### [THE PROBLEM]
Take each line of the material that includes "expose" and copy it.

### [MATERIAL SUPPLIED]
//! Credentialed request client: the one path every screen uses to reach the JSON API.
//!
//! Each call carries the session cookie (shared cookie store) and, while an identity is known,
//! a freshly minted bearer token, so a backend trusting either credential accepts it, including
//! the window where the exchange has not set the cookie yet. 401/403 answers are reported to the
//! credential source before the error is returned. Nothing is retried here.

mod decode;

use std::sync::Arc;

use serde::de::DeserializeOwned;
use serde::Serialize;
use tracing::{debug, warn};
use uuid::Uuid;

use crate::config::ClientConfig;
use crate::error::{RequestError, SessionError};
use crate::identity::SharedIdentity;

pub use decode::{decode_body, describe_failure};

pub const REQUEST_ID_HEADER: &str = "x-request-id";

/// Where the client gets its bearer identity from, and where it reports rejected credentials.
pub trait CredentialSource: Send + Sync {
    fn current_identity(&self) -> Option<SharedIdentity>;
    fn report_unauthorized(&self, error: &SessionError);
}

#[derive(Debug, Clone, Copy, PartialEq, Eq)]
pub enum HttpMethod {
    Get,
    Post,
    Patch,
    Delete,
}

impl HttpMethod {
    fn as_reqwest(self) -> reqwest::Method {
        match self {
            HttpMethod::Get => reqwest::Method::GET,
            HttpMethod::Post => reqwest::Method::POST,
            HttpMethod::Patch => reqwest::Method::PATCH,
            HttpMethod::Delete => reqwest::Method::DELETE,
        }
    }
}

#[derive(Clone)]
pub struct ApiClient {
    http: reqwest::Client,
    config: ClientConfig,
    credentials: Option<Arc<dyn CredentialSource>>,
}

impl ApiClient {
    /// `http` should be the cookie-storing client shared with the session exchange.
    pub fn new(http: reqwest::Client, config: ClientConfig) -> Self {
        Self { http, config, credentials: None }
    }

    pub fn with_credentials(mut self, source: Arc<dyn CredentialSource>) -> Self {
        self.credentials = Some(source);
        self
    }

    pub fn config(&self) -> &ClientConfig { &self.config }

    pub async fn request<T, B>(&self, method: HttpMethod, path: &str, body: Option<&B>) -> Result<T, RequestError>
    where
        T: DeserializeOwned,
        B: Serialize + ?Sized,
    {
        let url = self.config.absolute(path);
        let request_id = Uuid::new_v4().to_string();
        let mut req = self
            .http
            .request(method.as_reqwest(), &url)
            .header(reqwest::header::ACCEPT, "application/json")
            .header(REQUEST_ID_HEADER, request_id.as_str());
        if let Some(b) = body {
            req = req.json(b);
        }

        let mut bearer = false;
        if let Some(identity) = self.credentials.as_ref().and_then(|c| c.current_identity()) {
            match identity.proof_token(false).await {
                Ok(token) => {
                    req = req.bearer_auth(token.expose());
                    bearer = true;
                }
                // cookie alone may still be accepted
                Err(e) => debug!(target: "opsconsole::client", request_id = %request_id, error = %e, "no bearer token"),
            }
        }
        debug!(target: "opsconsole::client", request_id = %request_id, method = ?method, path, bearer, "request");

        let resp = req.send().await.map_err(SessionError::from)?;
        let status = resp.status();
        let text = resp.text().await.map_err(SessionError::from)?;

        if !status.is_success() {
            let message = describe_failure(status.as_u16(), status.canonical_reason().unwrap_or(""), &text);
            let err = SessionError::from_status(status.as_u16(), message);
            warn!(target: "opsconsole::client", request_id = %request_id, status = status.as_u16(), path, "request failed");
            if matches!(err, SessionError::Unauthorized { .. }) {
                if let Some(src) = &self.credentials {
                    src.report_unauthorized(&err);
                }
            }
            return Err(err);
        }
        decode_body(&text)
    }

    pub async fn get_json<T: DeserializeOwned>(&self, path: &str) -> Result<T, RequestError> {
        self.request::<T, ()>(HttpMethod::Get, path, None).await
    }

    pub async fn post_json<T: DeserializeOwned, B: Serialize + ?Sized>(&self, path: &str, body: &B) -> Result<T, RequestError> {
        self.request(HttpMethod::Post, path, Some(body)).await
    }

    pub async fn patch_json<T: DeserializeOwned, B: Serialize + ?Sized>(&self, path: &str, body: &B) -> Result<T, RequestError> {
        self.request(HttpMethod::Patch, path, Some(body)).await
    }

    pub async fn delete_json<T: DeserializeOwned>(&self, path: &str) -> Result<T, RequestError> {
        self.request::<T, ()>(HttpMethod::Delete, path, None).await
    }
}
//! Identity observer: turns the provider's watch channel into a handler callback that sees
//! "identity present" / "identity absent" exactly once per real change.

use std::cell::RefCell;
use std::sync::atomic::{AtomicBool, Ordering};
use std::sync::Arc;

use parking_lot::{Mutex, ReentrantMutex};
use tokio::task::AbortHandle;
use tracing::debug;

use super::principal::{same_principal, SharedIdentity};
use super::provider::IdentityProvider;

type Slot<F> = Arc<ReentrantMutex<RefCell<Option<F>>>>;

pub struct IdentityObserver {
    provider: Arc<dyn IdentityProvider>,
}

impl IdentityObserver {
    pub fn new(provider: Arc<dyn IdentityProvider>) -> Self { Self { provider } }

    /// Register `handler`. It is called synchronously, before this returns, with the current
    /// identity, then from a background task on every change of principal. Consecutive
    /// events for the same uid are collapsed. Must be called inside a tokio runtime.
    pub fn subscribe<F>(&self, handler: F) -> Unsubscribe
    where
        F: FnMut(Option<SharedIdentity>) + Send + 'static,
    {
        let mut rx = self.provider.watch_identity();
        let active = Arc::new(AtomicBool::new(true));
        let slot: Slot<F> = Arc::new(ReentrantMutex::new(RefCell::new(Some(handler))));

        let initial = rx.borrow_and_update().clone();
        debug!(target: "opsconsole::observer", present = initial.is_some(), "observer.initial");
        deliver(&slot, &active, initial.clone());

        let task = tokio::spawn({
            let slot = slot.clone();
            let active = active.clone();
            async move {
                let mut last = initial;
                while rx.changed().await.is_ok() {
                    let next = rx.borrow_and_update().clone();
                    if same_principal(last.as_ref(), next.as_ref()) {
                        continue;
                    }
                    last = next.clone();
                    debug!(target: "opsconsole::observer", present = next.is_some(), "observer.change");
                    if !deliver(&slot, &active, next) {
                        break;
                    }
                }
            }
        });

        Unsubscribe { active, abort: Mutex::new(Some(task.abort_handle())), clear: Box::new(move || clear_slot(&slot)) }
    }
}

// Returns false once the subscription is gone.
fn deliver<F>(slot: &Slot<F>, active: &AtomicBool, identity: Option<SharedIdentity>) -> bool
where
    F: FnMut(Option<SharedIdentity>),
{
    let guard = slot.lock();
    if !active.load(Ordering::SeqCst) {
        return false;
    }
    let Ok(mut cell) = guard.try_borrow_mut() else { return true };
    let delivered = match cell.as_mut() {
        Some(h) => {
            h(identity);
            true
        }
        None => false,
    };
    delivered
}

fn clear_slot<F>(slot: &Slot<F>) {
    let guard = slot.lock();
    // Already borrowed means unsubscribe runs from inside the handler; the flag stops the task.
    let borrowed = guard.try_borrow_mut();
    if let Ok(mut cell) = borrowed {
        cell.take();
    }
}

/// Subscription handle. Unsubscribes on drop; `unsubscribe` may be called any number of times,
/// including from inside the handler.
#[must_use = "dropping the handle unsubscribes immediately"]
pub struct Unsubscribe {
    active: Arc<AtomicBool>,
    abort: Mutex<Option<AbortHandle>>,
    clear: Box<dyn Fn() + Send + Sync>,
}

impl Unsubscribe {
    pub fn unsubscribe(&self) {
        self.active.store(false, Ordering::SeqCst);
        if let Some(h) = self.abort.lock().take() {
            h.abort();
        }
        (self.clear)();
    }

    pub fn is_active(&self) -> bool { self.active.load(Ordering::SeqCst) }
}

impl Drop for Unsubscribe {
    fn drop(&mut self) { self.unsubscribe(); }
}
...
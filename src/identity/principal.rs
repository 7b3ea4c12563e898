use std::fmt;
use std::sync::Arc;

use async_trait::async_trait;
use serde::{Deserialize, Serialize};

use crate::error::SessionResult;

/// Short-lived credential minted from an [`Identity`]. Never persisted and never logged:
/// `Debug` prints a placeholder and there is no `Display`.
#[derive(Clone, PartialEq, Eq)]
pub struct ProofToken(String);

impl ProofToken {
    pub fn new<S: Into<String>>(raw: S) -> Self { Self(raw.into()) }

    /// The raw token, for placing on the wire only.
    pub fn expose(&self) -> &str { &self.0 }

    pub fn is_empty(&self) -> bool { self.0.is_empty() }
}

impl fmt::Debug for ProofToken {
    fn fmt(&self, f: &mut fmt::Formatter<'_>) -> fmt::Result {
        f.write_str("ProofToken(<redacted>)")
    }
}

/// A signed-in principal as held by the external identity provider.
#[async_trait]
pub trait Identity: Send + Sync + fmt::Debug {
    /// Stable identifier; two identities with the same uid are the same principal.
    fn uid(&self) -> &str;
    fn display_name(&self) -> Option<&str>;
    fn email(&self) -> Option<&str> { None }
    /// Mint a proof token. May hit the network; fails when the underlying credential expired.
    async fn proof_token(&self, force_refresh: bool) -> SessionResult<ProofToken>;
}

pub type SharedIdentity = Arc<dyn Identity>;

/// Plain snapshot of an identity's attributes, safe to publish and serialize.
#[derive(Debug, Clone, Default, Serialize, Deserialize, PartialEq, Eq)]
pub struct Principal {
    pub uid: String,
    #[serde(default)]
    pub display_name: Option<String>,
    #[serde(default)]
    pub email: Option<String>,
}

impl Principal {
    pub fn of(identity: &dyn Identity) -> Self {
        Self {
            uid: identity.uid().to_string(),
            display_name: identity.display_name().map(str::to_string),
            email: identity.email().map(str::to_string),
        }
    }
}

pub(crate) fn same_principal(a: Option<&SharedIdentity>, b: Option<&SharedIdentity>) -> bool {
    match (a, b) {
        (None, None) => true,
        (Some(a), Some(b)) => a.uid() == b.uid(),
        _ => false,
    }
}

### [EXERCISE SOLUTION]
                    req = req.bearer_auth(token.expose());
    pub fn expose(&self) -> &str { &self.0 }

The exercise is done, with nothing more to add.